Возвращение идеологии: как правильно собрать проект модернизации России

Александр Рубцов

Руководитель Центра анализа идеологических процессов Института философии РАН


Перед властью стоит стратегический выбор: либо отказываться от амбициозных мифов, либо загонять страну в режим отставания навсегда.

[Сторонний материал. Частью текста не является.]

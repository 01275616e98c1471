use std::collections::{BTreeMap, HashMap, HashSet};

use medqa_core::error::{Error, Result};

use crate::sparse::SparseVector;
use crate::tokenizer::Normalizer;

/// Frozen term vocabulary with smoothed IDF weights.
///
/// Term ids follow lexicographic order of the terms, so two builds over the
/// same corpus assign identical ids. Weights are
/// `ln((1 + n) / (1 + df)) + 1`, always positive and finite.
#[derive(Debug, Clone)]
pub struct Vocabulary {
    ids: HashMap<String, u32>,
    terms: Vec<String>,
    idf: Vec<f64>,
    documents: usize,
}

impl Vocabulary {
    /// Normalizes each question and builds the vocabulary from the tokens.
    pub fn build<'a, I>(questions: I, normalizer: &Normalizer) -> Result<Self>
    where
        I: IntoIterator<Item = &'a str>,
    {
        let tokenized: Vec<Vec<String>> = questions.into_iter().map(|q| normalizer.normalize(q)).collect();
        Self::from_tokenized(&tokenized)
    }

    /// Builds from already-normalized documents.
    pub fn from_tokenized(docs: &[Vec<String>]) -> Result<Self> {
        if docs.is_empty() {
            return Err(Error::EmptyCorpus);
        }
        let mut df: BTreeMap<&str, usize> = BTreeMap::new();
        for doc in docs {
            let unique: HashSet<&str> = doc.iter().map(String::as_str).collect();
            for term in unique {
                *df.entry(term).or_insert(0) += 1;
            }
        }

        let n = docs.len() as f64;
        let mut ids = HashMap::with_capacity(df.len());
        let mut terms = Vec::with_capacity(df.len());
        let mut idf = Vec::with_capacity(df.len());
        for (id, (term, count)) in df.into_iter().enumerate() {
            ids.insert(term.to_string(), id as u32);
            terms.push(term.to_string());
            idf.push(smoothed_idf(n, count as f64));
        }
        Ok(Self { ids, terms, idf, documents: docs.len() })
    }

    pub fn id(&self, term: &str) -> Option<u32> {
        self.ids.get(term).copied()
    }

    pub fn term(&self, id: u32) -> Option<&str> {
        self.terms.get(id as usize).map(String::as_str)
    }

    pub fn idf(&self, id: u32) -> Option<f64> {
        self.idf.get(id as usize).copied()
    }

    pub fn idf_for(&self, term: &str) -> Option<f64> {
        self.id(term).and_then(|id| self.idf(id))
    }

    pub fn len(&self) -> usize {
        self.terms.len()
    }

    pub fn is_empty(&self) -> bool {
        self.terms.is_empty()
    }

    /// Number of documents the weights were computed over.
    pub fn documents(&self) -> usize {
        self.documents
    }

    /// Projects tokens into the vector space: term count times IDF, unit length.
    ///
    /// Out-of-vocabulary tokens are ignored; the vocabulary never grows.
    pub fn weigh(&self, tokens: &[String]) -> SparseVector {
        let mut counts: HashMap<u32, u32> = HashMap::new();
        for token in tokens {
            if let Some(id) = self.id(token) {
                *counts.entry(id).or_insert(0) += 1;
            }
        }
        let weights = counts
            .into_iter()
            .map(|(id, tf)| (id, f64::from(tf) * self.idf[id as usize]))
            .collect();
        SparseVector::from_weights(weights)
    }
}

fn smoothed_idf(documents: f64, df: f64) -> f64 {
    ((1.0 + documents) / (1.0 + df)).ln() + 1.0
}

#[cfg(test)]
mod tests {
    use super::*;

    fn toks(s: &str) -> Vec<String> {
        s.split_whitespace().map(str::to_string).collect()
    }

    #[test]
    fn empty_corpus_is_rejected() {
        assert_eq!(Vocabulary::from_tokenized(&[]).unwrap_err(), Error::EmptyCorpus);
    }

    #[test]
    fn ids_follow_term_order() {
        let v = Vocabulary::from_tokenized(&[toks("what is flu"), toks("flu vaccine")]).unwrap();
        assert_eq!(v.len(), 4);
        assert_eq!(v.id("flu"), Some(0));
        assert_eq!(v.id("is"), Some(1));
        assert_eq!(v.id("vaccine"), Some(2));
        assert_eq!(v.id("what"), Some(3));
        assert_eq!(v.term(2), Some("vaccine"));
        assert_eq!(v.id("cough"), None);
    }

    #[test]
    fn idf_is_smoothed() {
        let v = Vocabulary::from_tokenized(&[toks("flu flu fever"), toks("flu")]).unwrap();
        // df(flu) = 2 of 2 documents, repeated occurrences count once
        assert!((v.idf_for("flu").unwrap() - 1.0).abs() < 1e-12);
        let expected = (3.0f64 / 2.0).ln() + 1.0;
        assert!((v.idf_for("fever").unwrap() - expected).abs() < 1e-12);
    }

    #[test]
    fn weigh_ignores_unknown_terms() {
        let v = Vocabulary::from_tokenized(&[toks("flu fever")]).unwrap();
        let known = v.weigh(&toks("flu"));
        let mixed = v.weigh(&toks("flu zebra unicorn"));
        assert_eq!(known, mixed);
        assert!(v.weigh(&toks("zebra")).is_zero());
        assert_eq!(v.len(), 2);
    }

    #[test]
    fn build_normalizes_questions() {
        let v = Vocabulary::build(["What is Flu?", "FLU shots."], &Normalizer::default()).unwrap();
        assert_eq!(v.documents(), 2);
        assert!(v.id("flu").is_some());
        assert!(v.id("Flu").is_none());
    }
}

Гегель открыл удивительную вещь: «совпадение исторического и логического». Соответствие структуры и хроники действительно часто похоже на чудо. Он же придумал движение от абстрактного к конкретному: «как снимают слои луковицы». Динамика и суть нашего понимания модернизации хорошо укладываются в эти образы. Устройство проекта от простого к сложному повторяется в последовательности его дополнений: от технологий и экономики до политики, идеологии, архетипов культуры и сознания. Проблема лишь в том, что «слои» снимаются с трудом и много шелухи.

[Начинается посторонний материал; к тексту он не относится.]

//! Speaker segmentation of note text.
//!
//! A line that starts with `《name》` hands the floor to `name`; every other
//! line continues whoever spoke last. Consecutive turns of the same speaker
//! are merged into one segment.

use crate::types::Segment;
use regex::Regex;
use std::sync::LazyLock;

/// Speaker marker at the start of a trimmed line. The name is non-empty and
/// the closing bracket must be on the same line.
static SPEAKER_MARKER_REGEX: LazyLock<Regex> =
    LazyLock::new(|| Regex::new(r"^《(.+?)》").expect("speaker marker regex is valid"));

/// Characters that end a line, matching what presentation notes may contain.
fn is_line_break(c: char) -> bool {
    matches!(
        c,
        '\n' | '\r'
            | '\x0b'
            | '\x0c'
            | '\x1c'
            | '\x1d'
            | '\x1e'
            | '\u{85}'
            | '\u{2028}'
            | '\u{2029}'
    )
}

/// Accumulates lines for the active speaker until the next marker.
#[derive(Debug, Default)]
struct TurnBuffer {
    speaker: Option<String>,
    parts: Vec<String>,
}

impl TurnBuffer {
    /// Emit the buffered text as a segment if it is non-empty after trimming.
    fn flush_into(&mut self, segments: &mut Vec<Segment>) {
        if self.parts.is_empty() {
            return;
        }
        let joined = self.parts.concat();
        self.parts.clear();

        let text = joined.trim();
        if !text.is_empty() {
            segments.push(Segment {
                speaker: self.speaker.clone(),
                text: text.to_string(),
            });
        }
    }
}

/// Split one note into speaker segments, merging adjacent same-speaker turns.
pub fn segment_note(text: &str) -> Vec<Segment> {
    let mut segments = Vec::new();
    let mut buffer = TurnBuffer::default();

    for line in text.split(is_line_break).map(str::trim) {
        if line.is_empty() {
            continue;
        }

        match SPEAKER_MARKER_REGEX.captures(line) {
            Some(caps) => {
                buffer.flush_into(&mut segments);
                buffer.speaker = Some(caps[1].to_string());

                let marker_end = caps.get(0).map_or(0, |m| m.end());
                let rest = &line[marker_end..];
                if !rest.is_empty() {
                    buffer.parts.push(rest.to_string());
                }
            }
            None => buffer.parts.push(line.to_string()),
        }
    }
    buffer.flush_into(&mut segments);

    merge_adjacent(segments)
}

/// Concatenate runs of adjacent segments that share a speaker.
fn merge_adjacent(segments: Vec<Segment>) -> Vec<Segment> {
    let mut merged: Vec<Segment> = Vec::with_capacity(segments.len());

    for segment in segments {
        match merged.last_mut() {
            Some(prev) if prev.speaker == segment.speaker => prev.text.push_str(&segment.text),
            _ => merged.push(segment),
        }
    }

    log::debug!("Segmented note into {} speaker segments", merged.len());
    merged
}
//! PPTX (OOXML) backend for script slides.
//!
//! Reads speaker notes out of .pptx files, which are ZIP archives of XML
//! parts, and writes planned script slides back out in the same format.

pub mod reader;
mod templates;
pub mod writer;

pub use reader::{NotesReader, DEFAULT_MAX_INPUT_BYTES};
pub use writer::DeckWriter;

Технологии: «железо» и система

В начале 2000-х модернизация понималась на Старой площади как «преодоление технологического отставания». Казалось, здесь есть все: прагматика, проблемность, масштаб и перспектива. Плюс очень понятные ощутимые реалии.

Обозначились два вида ресурсов: люди и деньги. Если бы не рост доходов от сырья, о техномодернизации никто бы не вспомнил. А так было что поделить еще при создании «инновационной системы» по готовым лекалам. Коммерциализация интеллектуального продукта, технопарки, инновационные центры, зоны «внедренческие» и «опережающего развития» — все это было включено в наш проект без анализа и изменения гниловатого отечественного контекста. Вновь запахло карго-культом — самолетами из прутиков, на прототипы отдаленно похожими, но не летающими, хотя и очень дорогими.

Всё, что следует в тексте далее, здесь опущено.